- PROBLEM DESCRIPTION
Can you restate the lines of the entries below, word for word, from the first one through the line that includes "use crate::errors::CardcheckError;"?

(DATASET EXCERPTS)

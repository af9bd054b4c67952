// cardcheck/src/logger.rs
//! Logger initialization for the cardcheck CLI.
//!
//! Wraps `env_logger` so the binary, commands, and integration tests share
//! a single initialization path.

use env_logger::{Builder, Env};
use log::LevelFilter;

/// Initializes the global logger.
///
/// An explicit `level_override` takes precedence over `RUST_LOG`; `None`
/// defers to the environment with a `warn` default. Safe to call more than
/// once: later calls are no-ops.
pub fn init_logger(level_override: Option<LevelFilter>) {
    let mut builder = Builder::from_env(Env::default().default_filter_or("warn"));
    if let Some(level) = level_override {
        builder.filter_level(level);
    }
    builder.format_timestamp(None);
    let _ = builder.try_init();
}
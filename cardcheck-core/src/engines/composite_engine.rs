// cardcheck-core/src/engines/composite_engine.rs
//! A `ValidationEngine` implementation that composes the checksum,
//! entropy, and repetition checks into a single verdict.
//!
//! License: MIT OR Apache-2.0

use log::debug;

use cardcheck_analysis::entropy::digit_entropy;
use cardcheck_analysis::luhn::luhn_valid;
use cardcheck_analysis::repetition::repetition_free;

use crate::config::ValidationConfig;
use crate::engine::ValidationEngine;
use crate::errors::CardcheckError;
use crate::issuer::classify_issuer;
use crate::normalize::normalize;
use crate::result::{Confidence, StageOutcome, ValidationReport, ValidationResult};

/// The standard composite validation engine.
///
/// Runs the stages in dependency order: normalize, length gate, issuer
/// classification, Luhn checksum, entropy score, repetition scan. The
/// length gate short-circuits the run; the statistical checks never see a
/// string outside the configured bounds.
#[derive(Debug, Clone)]
pub struct CompositeEngine {
    config: ValidationConfig,
    entropy_threshold: f64,
}

impl CompositeEngine {
    /// Initializes the engine with the provided configuration.
    ///
    /// Fails if the configuration is unusable (inverted length bounds,
    /// non-finite threshold). A threshold above the digit-alphabet ceiling
    /// is accepted but logged by the config validator.
    pub fn new(config: ValidationConfig) -> Result<Self, CardcheckError> {
        config.validate()?;
        let entropy_threshold = config.entropy_threshold();

        debug!(
            "Initializing CompositeEngine: length {}..={}, entropy threshold {}",
            config.length.min, config.length.max, entropy_threshold
        );

        Ok(Self {
            config,
            entropy_threshold,
        })
    }

    /// Initializes the engine with the embedded default thresholds.
    pub fn with_defaults() -> Result<Self, CardcheckError> {
        let config = ValidationConfig::load_defaults().map_err(CardcheckError::AnyhowWrapper)?;
        Self::new(config)
    }
}

impl ValidationEngine for CompositeEngine {
    fn validate(&self, raw: &str) -> ValidationReport {
        let digits = normalize(raw);
        let digit_count = digits.len();

        let mut trace = Vec::with_capacity(6);
        trace.push(StageOutcome::Normalized { digit_count });

        let min = self.config.length.min;
        let max = self.config.length.max;
        let length_ok = (min..=max).contains(&digit_count);
        trace.push(StageOutcome::LengthGate {
            digit_count,
            min,
            max,
            passed: length_ok,
        });

        if !length_ok {
            debug!("Length gate rejected candidate with {} digits", digit_count);
            return ValidationReport {
                result: ValidationResult {
                    digit_count,
                    ..Default::default()
                },
                trace,
            };
        }

        let issuer = classify_issuer(&digits);
        trace.push(StageOutcome::IssuerDetected { issuer });

        let luhn_passed = luhn_valid(&digits);
        trace.push(StageOutcome::LuhnChecksum { passed: luhn_passed });

        let entropy_bits = digit_entropy(&digits);
        let entropy_passed = entropy_bits >= self.entropy_threshold;
        trace.push(StageOutcome::EntropyScore {
            bits: entropy_bits,
            threshold: self.entropy_threshold,
            passed: entropy_passed,
        });

        let repetition_passed = repetition_free(&digits);
        trace.push(StageOutcome::RepetitionScan {
            passed: repetition_passed,
        });

        // The checksum alone decides validity; the statistical checks only
        // grade confidence.
        let confidence = if !luhn_passed {
            None
        } else if entropy_passed && repetition_passed {
            Some(Confidence::High)
        } else {
            Some(Confidence::Low)
        };

        ValidationReport {
            result: ValidationResult {
                valid: luhn_passed,
                length_ok: true,
                digit_count,
                issuer,
                luhn_passed,
                entropy_bits,
                entropy_passed,
                repetition_passed,
                confidence,
            },
            trace,
        }
    }

    fn config(&self) -> &ValidationConfig {
        &self.config
    }
}
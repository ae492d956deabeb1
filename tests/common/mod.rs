#![allow(dead_code)]

use axum::extract::ConnectInfo;
use geoip_api::prelude::*;
use std::collections::HashMap;
use std::net::SocketAddr;
use std::sync::Arc;
use std::sync::atomic::{AtomicUsize, Ordering};
use tower::Layer;

/// In-memory resolver keyed by address literal.
#[derive(Default)]
pub struct FixtureResolver {
    records: HashMap<String, GeoRecord>,
    calls: AtomicUsize,
}

impl FixtureResolver {
    pub fn with_record(mut self, address: &str, record: GeoRecord) -> Self {
        self.records.insert(address.to_string(), record);
        self
    }

    pub fn calls(&self) -> usize {
        self.calls.load(Ordering::SeqCst)
    }
}

impl GeoResolver for FixtureResolver {
    fn resolve(&self, address: &str) -> Result<Option<GeoRecord>, ResolveError> {
        self.calls.fetch_add(1, Ordering::SeqCst);
        Ok(self.records.get(address).cloned())
    }

    fn database_info(&self) -> DatabaseInfo {
        DatabaseInfo {
            database_type: "fixture-country-asn".to_string(),
            ip_version: 6,
            build_epoch: 1_714_521_600,
        }
    }
}

/// Resolver whose database is always corrupt.
pub struct BrokenResolver;

impl GeoResolver for BrokenResolver {
    fn resolve(&self, address: &str) -> Result<Option<GeoRecord>, ResolveError> {
        Err(ResolveError {
            address: address.to_string(),
            reason: "invalid search tree pointer".to_string(),
        })
    }

    fn database_info(&self) -> DatabaseInfo {
        DatabaseInfo {
            database_type: "broken".to_string(),
            ip_version: 4,
            build_epoch: 0,
        }
    }
}

pub fn google_record() -> GeoRecord {
    GeoRecord {
        country_name: Some("United States".to_string()),
        country_code: Some("US".to_string()),
        continent_code: Some("NA".to_string()),
        continent_name: Some("North America".to_string()),
        asn: Some(15169),
        as_name: Some("Google LLC".to_string()),
    }
}

pub fn test_directory() -> LocationDirectory {
    LocationDirectory::from_entries(vec![
        LocationEntry {
            country_code: "US".to_string(),
            colo: "SJC".to_string(),
            latitude: 37.3,
            longitude: -121.9,
            region: "California".to_string(),
            city: "San Jose".to_string(),
        },
        LocationEntry {
            country_code: "US".to_string(),
            colo: "IAD".to_string(),
            latitude: 38.9,
            longitude: -77.4,
            region: "Virginia".to_string(),
            city: "Ashburn".to_string(),
        },
        LocationEntry {
            country_code: "DE".to_string(),
            colo: "FRA".to_string(),
            latitude: 50.1,
            longitude: 8.7,
            region: "Europe".to_string(),
            city: "Frankfurt".to_string(),
        },
    ])
}

pub fn create_test_state(resolver: Arc<dyn GeoResolver>, behind_proxy: bool) -> AppState {
    let service = EnrichmentService::new(resolver, Arc::new(test_directory()));
    AppState::new(Arc::new(service), behind_proxy)
}

/// Inserts a fixed peer address so handlers can extract `ConnectInfo`.
#[derive(Clone)]
pub struct MockConnectInfoLayer(pub SocketAddr);

impl Default for MockConnectInfoLayer {
    fn default() -> Self {
        Self("127.0.0.1:12345".parse().unwrap())
    }
}

impl<S> Layer<S> for MockConnectInfoLayer {
    type Service = MockConnectInfoService<S>;

    fn layer(&self, inner: S) -> Self::Service {
        MockConnectInfoService {
            inner,
            addr: self.0,
        }
    }
}

#[derive(Clone)]
pub struct MockConnectInfoService<S> {
    inner: S,
    addr: SocketAddr,
}

impl<S, B> tower::Service<axum::http::Request<B>> for MockConnectInfoService<S>
where
    S: tower::Service<axum::http::Request<B>> + Clone + Send + 'static,
    S::Future: Send + 'static,
    B: Send + 'static,
{
    type Response = S::Response;
    type Error = S::Error;
    type Future = S::Future;

    fn poll_ready(
        &mut self,
        cx: &mut std::task::Context<'_>,
    ) -> std::task::Poll<Result<(), Self::Error>> {
        self.inner.poll_ready(cx)
    }

    fn call(&mut self, mut req: axum::http::Request<B>) -> Self::Future {
        req.extensions_mut().insert(ConnectInfo(self.addr));
        self.inner.call(req)
    }
}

(End DATASET EXCERPTS)

- YOUR SOLUTION
repository af9bd054b4c67952
// cardcheck/src/logger.rs
//! Logger initialization for the cardcheck CLI.
//!
//! Wraps `env_logger` so the binary, commands, and integration tests share
//! a single initialization path.

use env_logger::{Builder, Env};
use log::LevelFilter;

/// Initializes the global logger.
///
/// An explicit `level_override` takes precedence over `RUST_LOG`; `None`
/// defers to the environment with a `warn` default. Safe to call more than
/// once: later calls are no-ops.
pub fn init_logger(level_override: Option<LevelFilter>) {
    let mut builder = Builder::from_env(Env::default().default_filter_or("warn"));
    if let Some(level) = level_override {
        builder.filter_level(level);
    }
    builder.format_timestamp(None);
    let _ = builder.try_init();
}
filename cardcheck-core/src/engines/composite_engine.rs
// cardcheck-core/src/engines/composite_engine.rs
//! A `ValidationEngine` implementation that composes the checksum,
//! entropy, and repetition checks into a single verdict.
//!
//! License: MIT OR Apache-2.0

use log::debug;

use cardcheck_analysis::entropy::digit_entropy;
use cardcheck_analysis::luhn::luhn_valid;
use cardcheck_analysis::repetition::repetition_free;

use crate::config::ValidationConfig;
use crate::engine::ValidationEngine;
use crate::errors::CardcheckError;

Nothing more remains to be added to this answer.